We have recently reviewed the literature on the growing number of cytoplasmic autoantigens rich in α-helical coiled-coil domains as typified from our study of Golgi autoantigens [
41]. Golgi autoantigens are generally high molecular weight proteins between 100 and 350 kDa and rich in coiled-coil domains in the central region with non-coiled-coil or globular domains at both N and C termini.
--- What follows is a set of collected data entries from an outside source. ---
use thiserror::Error;

/// Errors from [`Sandbox::execute`](crate::Sandbox::execute).
///
/// Faults inside the candidate never surface here; they are reported through
/// [`ExecutionStatus`](crate::ExecutionStatus).
#[derive(Debug, Error)]
pub enum SandboxError {
  /// The run was cancelled while the candidate was executing.
  #[error("sandbox execution cancelled")]
  Cancelled,
}
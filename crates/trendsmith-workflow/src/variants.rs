//! Built-in workflow graphs.

use std::str::FromStr;

use trendsmith_config::{GraphDef, NodeDescriptor};

/// Names of the built-in nodes.
pub mod nodes {
  pub const ANALYZE: &str = "analyze";
  pub const SYNTHESIZE: &str = "synthesize";
  pub const EXECUTE: &str = "execute";
  pub const SEARCH: &str = "search";
  pub const AGGREGATE: &str = "aggregate";
  pub const WRITE_SCRIPT: &str = "write_script";
  pub const WRITE_SOCIAL: &str = "write_social";
}

/// Selector for the built-in graphs.
#[derive(Debug, Clone, Copy, PartialEq, Eq)]
pub enum GraphVariant {
  Standard,
  SearchOnly,
}

impl GraphVariant {
  pub fn graph_def(&self) -> GraphDef {
    match self {
      GraphVariant::Standard => standard_graph(),
      GraphVariant::SearchOnly => search_only_graph(),
    }
  }
}

impl FromStr for GraphVariant {
  type Err = String;

  fn from_str(s: &str) -> Result<Self, Self::Err> {
    match s {
      "standard" => Ok(GraphVariant::Standard),
      "search-only" | "search_only" => Ok(GraphVariant::SearchOnly),
      other => Err(format!("unknown graph variant: {}", other)),
    }
  }
}

/// The full pipeline.
///
/// ```text
/// analyze ─▶ synthesize ─▶ execute ─▶ search ─▶ aggregate ─▶ write_script ─▶ write_social
///    │            │           │          ▲ │        ▲
///    └────────────┴───────────┴─failure──┘ └failure─┘
/// ```
///
/// Execute refreshes its candidate through synthesize before every retry.
pub fn standard_graph() -> GraphDef {
  GraphDef {
    name: "standard".to_string(),
    entry: nodes::ANALYZE.to_string(),
    nodes: vec![
      NodeDescriptor::new(nodes::ANALYZE)
        .on_success(nodes::SYNTHESIZE)
        .on_failure(nodes::SEARCH)
        .retries(2)
        .timeout_ms(30_000),
      NodeDescriptor::new(nodes::SYNTHESIZE)
        .on_success(nodes::EXECUTE)
        .on_failure(nodes::SEARCH)
        .retries(2)
        .timeout_ms(180_000),
      NodeDescriptor::new(nodes::EXECUTE)
        .on_success(nodes::SEARCH)
        .on_failure(nodes::SEARCH)
        .retries(2)
        .refresh_with(nodes::SYNTHESIZE),
      NodeDescriptor::new(nodes::SEARCH)
        .on_success(nodes::AGGREGATE)
        .on_failure(nodes::AGGREGATE)
        .retries(1)
        .timeout_ms(30_000),
      NodeDescriptor::new(nodes::AGGREGATE).on_success(nodes::WRITE_SCRIPT),
      NodeDescriptor::new(nodes::WRITE_SCRIPT)
        .on_success(nodes::WRITE_SOCIAL)
        .retries(2)
        .timeout_ms(120_000),
      NodeDescriptor::new(nodes::WRITE_SOCIAL)
        .retries(2)
        .timeout_ms(180_000),
    ],
  }
}

/// Skip scraping entirely and summarize from search results.
pub fn search_only_graph() -> GraphDef {
  GraphDef {
    name: "search_only".to_string(),
    entry: nodes::SEARCH.to_string(),
    nodes: vec![
      NodeDescriptor::new(nodes::SEARCH)
        .on_success(nodes::AGGREGATE)
        .on_failure(nodes::AGGREGATE)
        .retries(1)
        .timeout_ms(30_000),
      NodeDescriptor::new(nodes::AGGREGATE).on_success(nodes::WRITE_SCRIPT),
      NodeDescriptor::new(nodes::WRITE_SCRIPT)
        .on_success(nodes::WRITE_SOCIAL)
        .retries(2)
        .timeout_ms(120_000),
      NodeDescriptor::new(nodes::WRITE_SOCIAL)
        .retries(2)
        .timeout_ms(180_000),
    ],
  }
}
use thiserror::Error;

/// Failures of the text generation capability.
#[derive(Debug, Clone, PartialEq, Eq, Error)]
pub enum GenerationError {
  #[error("generation timed out")]
  Timeout,

  /// Rate limited or out of quota.
  #[error("generation quota exhausted: {0}")]
  Quota(String),

  /// The provider answered with something that is not usable text.
  #[error("malformed generation response: {0}")]
  Malformed(String),

  #[error("generation authentication failed: {0}")]
  Auth(String),

  /// Transport failure or unexpected status.
  #[error("generation request failed: {0}")]
  Request(String),
}

impl GenerationError {
  pub fn kind(&self) -> &'static str {
    match self {
      GenerationError::Timeout => "timeout",
      GenerationError::Quota(_) => "quota",
      GenerationError::Malformed(_) => "malformed",
      GenerationError::Auth(_) => "auth",
      GenerationError::Request(_) => "request",
    }
  }

  /// Worth retrying with the same prompt.
  pub fn is_transient(&self) -> bool {
    matches!(
      self,
      GenerationError::Timeout
        | GenerationError::Quota(_)
        | GenerationError::Malformed(_)
        | GenerationError::Request(_)
    )
  }
}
Golgi autoantigens are displayed on the cytoplasmic face of the Golgi complex and are not localized to apoptotic blebs during apoptosis [
42]. Giantin, the highest molecular weight Golgi autoantigen reported, is the predominant target of human anti-Golgi complex antibodies and multiple non-cross-reactive epitopes have been mapped spanning the 350 kDa protein [
43]. Other high molecular weight autoantigens with similar features have been reported in cytoplasmic and mitotic organelles suggesting that these selected proteins become autoimmunogenic based on their subcellular association and molecular features [
41]. For example, in the endosomal compartment, the two known autoantigens are early endosomal protein EEA1 (180 kDa) [
44] and CLIP-170 (170 kDa) [
45]. There is also a series of centrosomal autoantigens identified as coiled-coil-rich proteins including pericentrin, a 220 kDa protein [
46], ninein, a protein with alternatively spliced products of 245 and 249 kDa [
47], Cep250 (250 kDa) and Cep110 (110 kDa) [
48]. Centromere autoantigens have been described but the two interesting ones related to this discussion are CENP-E [
49] and CENP-F [
50]; both are high molecular weight proteins (312 to 400 kDa) and have the same type of overall structure as discussed above. NuMA is another large coiled-coil protein located at the mitotic spindle pole and is the most common target autoantigen in sera with mitotic spindle apparatus staining [
51]. Non-muscle myosin (~200 kDa) is a cytoskeletal autoantigen [
52] that falls in the same group of high molecular weight and coiled-coil-rich autoantigens. These endosomal, centrosomal, mitotic apparatus and intracellular autoantigens are, like the golgins, proteins with high molecular weights and an overall high content of coiled-coil domains. The combination of these two physical features in autoantigens may contribute to the induction and production of autoimmune antibodies in certain disease states. Kinectin is an integral membrane protein largely confined to the endoplasmic reticulum [
28,
31] and it fits into this new category of autoantigens that are large coiled-coil rich proteins (≥100 kDa) in the cytoplasm.